How Strong Is FORTEC Elektronik's Balance Sheet?

The latest balance sheet data shows that FORTEC Elektronik had liabilities of €11.5m due within a year, and liabilities of €7.71m falling due after that. Offsetting these obligations, it had cash of €15.4m as well as receivables valued at €10.8m due within 12 months. So it can boast €6.96m more liquid assets than total liabilities.

This surplus suggests that FORTEC Elektronik has a conservative balance sheet, and could probably eliminate its debt without much difficulty. Succinctly put, FORTEC Elektronik boasts net cash, so it's fair to say it does not have a heavy debt load!

On top of that, FORTEC Elektronik grew its EBIT by 52% over the last twelve months, and that growth will make it easier to handle its debt. The balance sheet is clearly the area to focus on when you are analysing debt. But it is future earnings, more than anything, that will determine FORTEC Elektronik's ability to maintain a healthy balance sheet going forward. So if you're focused on the future you can check out this free report showing analyst profit forecasts.

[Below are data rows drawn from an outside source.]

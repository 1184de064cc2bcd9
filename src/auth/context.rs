//! Request-scoped security context.
//!
//! The validated identity is bound for exactly the span of one handler
//! invocation. Binding returns an RAII guard; dropping the guard clears the
//! slot, including during a panic unwind, so an identity can never leak into
//! whatever request this thread or coroutine serves next.

use super::SharedIdentity;
use std::cell::RefCell;
use std::marker::PhantomData;
use tracing::warn;

thread_local! {
    static CURRENT_IDENTITY: RefCell<Option<SharedIdentity>> = const { RefCell::new(None) };
}

/// Access point for the identity bound to the current request.
pub struct SecurityContext;

impl SecurityContext {
    /// Bind an identity for the scope of the returned guard.
    ///
    /// Nested binds are not supported: the guard clears the slot outright on
    /// drop rather than restoring an outer identity. The pipeline binds once
    /// per request, immediately around the handler call.
    #[must_use = "dropping the guard immediately would clear the context"]
    pub fn bind(identity: SharedIdentity) -> ContextGuard {
        CURRENT_IDENTITY.with(|slot| {
            let previous = slot.borrow_mut().replace(identity);
            if let Some(stale) = previous {
                // A leftover identity here means a guard was leaked somewhere.
                warn!(subject = %stale.subject, "replacing stale identity in security context");
            }
        });
        ContextGuard {
            _not_send: PhantomData,
        }
    }

    /// The identity bound to the current request, if any.
    pub fn current() -> Option<SharedIdentity> {
        CURRENT_IDENTITY.with(|slot| slot.borrow().clone())
    }

    /// Convenience accessor for the current subject.
    pub fn current_subject() -> Option<String> {
        Self::current().map(|identity| identity.subject.clone())
    }
}

/// Clears the security context when dropped.
///
/// `!Send`: the guard must drop on the thread that created it, since the
/// bound identity lives in thread-local storage.
pub struct ContextGuard {
    _not_send: PhantomData<*const ()>,
}

impl Drop for ContextGuard {
    fn drop(&mut self) {
        CURRENT_IDENTITY.with(|slot| {
            slot.borrow_mut().take();
        });
    }
}
#![allow(dead_code)]

use jsonwebtoken::{encode, EncodingKey, Header};
use servicebay::auth::Claims;
use servicebay::config::GatewayConfig;
use servicebay::gateway::Gateway;
use servicebay::server::{GatewayService, HttpServer, ServerHandle};
use std::io::Cursor;
use std::sync::{Arc, Once};
use std::thread;
use std::time::{Duration, SystemTime, UNIX_EPOCH};

/// HMAC secret shared by minted test tokens and the gateway under test.
pub const TEST_SECRET: &str = "servicebay-test-secret-0123456789";

/// Ensures May coroutines are configured only once per test binary.
static MAY_INIT: Once = Once::new();

pub fn setup_may_runtime() {
    MAY_INIT.call_once(|| {
        may::config().set_stack_size(0x8000);
    });
}

pub fn unix_now() -> i64 {
    SystemTime::now()
        .duration_since(UNIX_EPOCH)
        .expect("clock before unix epoch")
        .as_secs() as i64
}

/// Mint an HS256 token with the given roles. Negative `ttl_secs` produces
/// an already-expired token.
pub fn mint_token(sub: &str, roles: &[&str], ttl_secs: i64) -> String {
    mint_token_with_secret(TEST_SECRET, sub, roles, ttl_secs)
}

pub fn mint_token_with_secret(secret: &str, sub: &str, roles: &[&str], ttl_secs: i64) -> String {
    let now = unix_now();
    let claims = Claims {
        sub: sub.to_string(),
        name: Some(format!("{sub} (test)")),
        role: None,
        roles: roles.iter().map(|r| r.to_string()).collect(),
        exp: now + ttl_secs,
        iat: Some(now),
    };
    encode(
        &Header::default(),
        &claims,
        &EncodingKey::from_secret(secret.as_bytes()),
    )
    .expect("mint token")
}

/// Corrupt a token's signature while keeping it structurally valid.
pub fn tamper(token: &str) -> String {
    let mut tampered = token.to_string();
    let last = tampered.pop().expect("non-empty token");
    tampered.push(if last == 'A' { 'B' } else { 'A' });
    tampered
}

pub fn free_port() -> u16 {
    std::net::TcpListener::bind("127.0.0.1:0")
        .expect("bind ephemeral port")
        .local_addr()
        .expect("local addr")
        .port()
}

pub type MockResponse = tiny_http::Response<Cursor<Vec<u8>>>;

/// In-process HTTP backend for forwarding tests. Serves every request with
/// the given closure until dropped.
pub struct MockBackend {
    server: Arc<tiny_http::Server>,
    url: String,
    join: Option<thread::JoinHandle<()>>,
}

impl MockBackend {
    pub fn start<F>(respond: F) -> Self
    where
        F: Fn(&mut tiny_http::Request) -> MockResponse + Send + Sync + 'static,
    {
        let server = Arc::new(tiny_http::Server::http("127.0.0.1:0").expect("bind mock backend"));
        let addr = server.server_addr().to_ip().expect("mock backend ip addr");
        let worker = Arc::clone(&server);
        let join = thread::spawn(move || {
            for mut request in worker.incoming_requests() {
                let response = respond(&mut request);
                let _ = request.respond(response);
            }
        });
        Self {
            server,
            url: format!("http://{addr}"),
            join: Some(join),
        }
    }

    pub fn url(&self) -> &str {
        &self.url
    }
}

impl Drop for MockBackend {
    fn drop(&mut self) {
        self.server.unblock();
        if let Some(join) = self.join.take() {
            let _ = join.join();
        }
    }
}

pub fn json_response(status: u16, body: &serde_json::Value) -> MockResponse {
    tiny_http::Response::from_data(body.to_string().into_bytes())
        .with_status_code(status)
        .with_header(
            tiny_http::Header::from_bytes(&b"Content-Type"[..], &b"application/json"[..])
                .expect("header"),
        )
}

pub fn pdf_response(bytes: &[u8], filename: &str) -> MockResponse {
    let disposition = format!("attachment; filename={filename}");
    tiny_http::Response::from_data(bytes.to_vec())
        .with_status_code(200)
        .with_header(
            tiny_http::Header::from_bytes(&b"Content-Type"[..], &b"application/pdf"[..])
                .expect("header"),
        )
        .with_header(
            tiny_http::Header::from_bytes(&b"Content-Disposition"[..], disposition.as_bytes())
                .expect("header"),
        )
}

pub fn request_header(req: &tiny_http::Request, name: &'static str) -> Option<String> {
    req.headers()
        .iter()
        .find(|h| h.field.equiv(name))
        .map(|h| h.value.as_str().to_string())
}

pub fn read_body_json(req: &mut tiny_http::Request) -> serde_json::Value {
    let mut raw = String::new();
    let _ = req.as_reader().read_to_string(&mut raw);
    serde_json::from_str(&raw).unwrap_or(serde_json::Value::Null)
}

/// A running gateway wired to a backend URL, stopped on drop.
pub struct TestGateway {
    pub base_url: String,
    pub gateway: Arc<Gateway>,
    handle: Option<ServerHandle>,
}

impl TestGateway {
    pub fn config_for(backend_url: &str) -> GatewayConfig {
        let mut config = GatewayConfig::default();
        config.addr = format!("127.0.0.1:{}", free_port());
        config.backend.base_url = backend_url.to_string();
        config.backend.connect_timeout_ms = 500;
        config.backend.read_timeout_ms = 1_000;
        config.auth.jwt_secret = TEST_SECRET.to_string();
        config.auth.leeway_secs = 0;
        config.session.ttl_secs = 60;
        config
    }

    pub fn start(backend_url: &str) -> Self {
        Self::start_with_config(Self::config_for(backend_url))
    }

    pub fn start_with_config(config: GatewayConfig) -> Self {
        setup_may_runtime();
        let addr = config.addr.clone();
        let gateway = Arc::new(Gateway::from_config(config).expect("gateway from config"));
        let service = GatewayService::new(Arc::clone(&gateway))
            .expect("build gateway service")
            .with_default_middleware();
        let handle = HttpServer(service).start(&addr).expect("start gateway");
        handle.wait_ready().expect("gateway ready");
        Self {
            base_url: format!("http://{addr}"),
            gateway,
            handle: Some(handle),
        }
    }

    pub fn url(&self, path: &str) -> String {
        format!("{}{}", self.base_url, path)
    }
}

impl Drop for TestGateway {
    fn drop(&mut self) {
        if let Some(handle) = self.handle.take() {
            handle.stop();
        }
    }
}

/// Client with redirects disabled so 302s can be asserted directly.
pub fn client() -> reqwest::blocking::Client {
    reqwest::blocking::Client::builder()
        .redirect(reqwest::redirect::Policy::none())
        .timeout(Duration::from_secs(5))
        .build()
        .expect("build test client")
}

/// Extract the session cookie value from a response's Set-Cookie header.
pub fn session_cookie(response: &reqwest::blocking::Response) -> Option<String> {
    let set_cookie = response.headers().get(reqwest::header::SET_COOKIE)?;
    let raw = set_cookie.to_str().ok()?;
    let pair = raw.split(';').next()?;
    let mut parts = pair.splitn(2, '=');
    match (parts.next(), parts.next()) {
        (Some("sb_session"), Some(value)) => Some(value.to_string()),
        _ => None,
    }
}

Finally, a company can only pay off debt with cold hard cash, not accounting profits. FORTEC Elektronik may have net cash on the balance sheet, but it is still interesting to look at how well the business converts its earnings before interest and tax (EBIT) to free cash flow, because that will influence both its need for, and its capacity to manage debt. During the last three years, FORTEC Elektronik generated free cash flow amounting to a very robust 87% of its EBIT, more than we'd expect. That positions it well to pay down debt if desirable to do so.

Summing up

While we empathize with investors who find debt concerning, you should keep in mind that FORTEC Elektronik has net cash of €12.2m, as well as more liquid assets than liabilities. The cherry on top was that in converted 87% of that EBIT to free cash flow, bringing in €9.9m. So we don't think FORTEC Elektronik's use of debt is risky. The balance sheet is clearly the area to focus on when you are analysing debt. But ultimately, every company can contain risks that exist outside of the balance sheet. These risks can be hard to spot. Every company has them, and we've spotted 1 warning sign for FORTEC Elektronik you should know about.

Of course, if you're the type of investor who prefers buying stocks without the burden of debt, then don't hesitate to discover our exclusive list of net cash growth stocks, today.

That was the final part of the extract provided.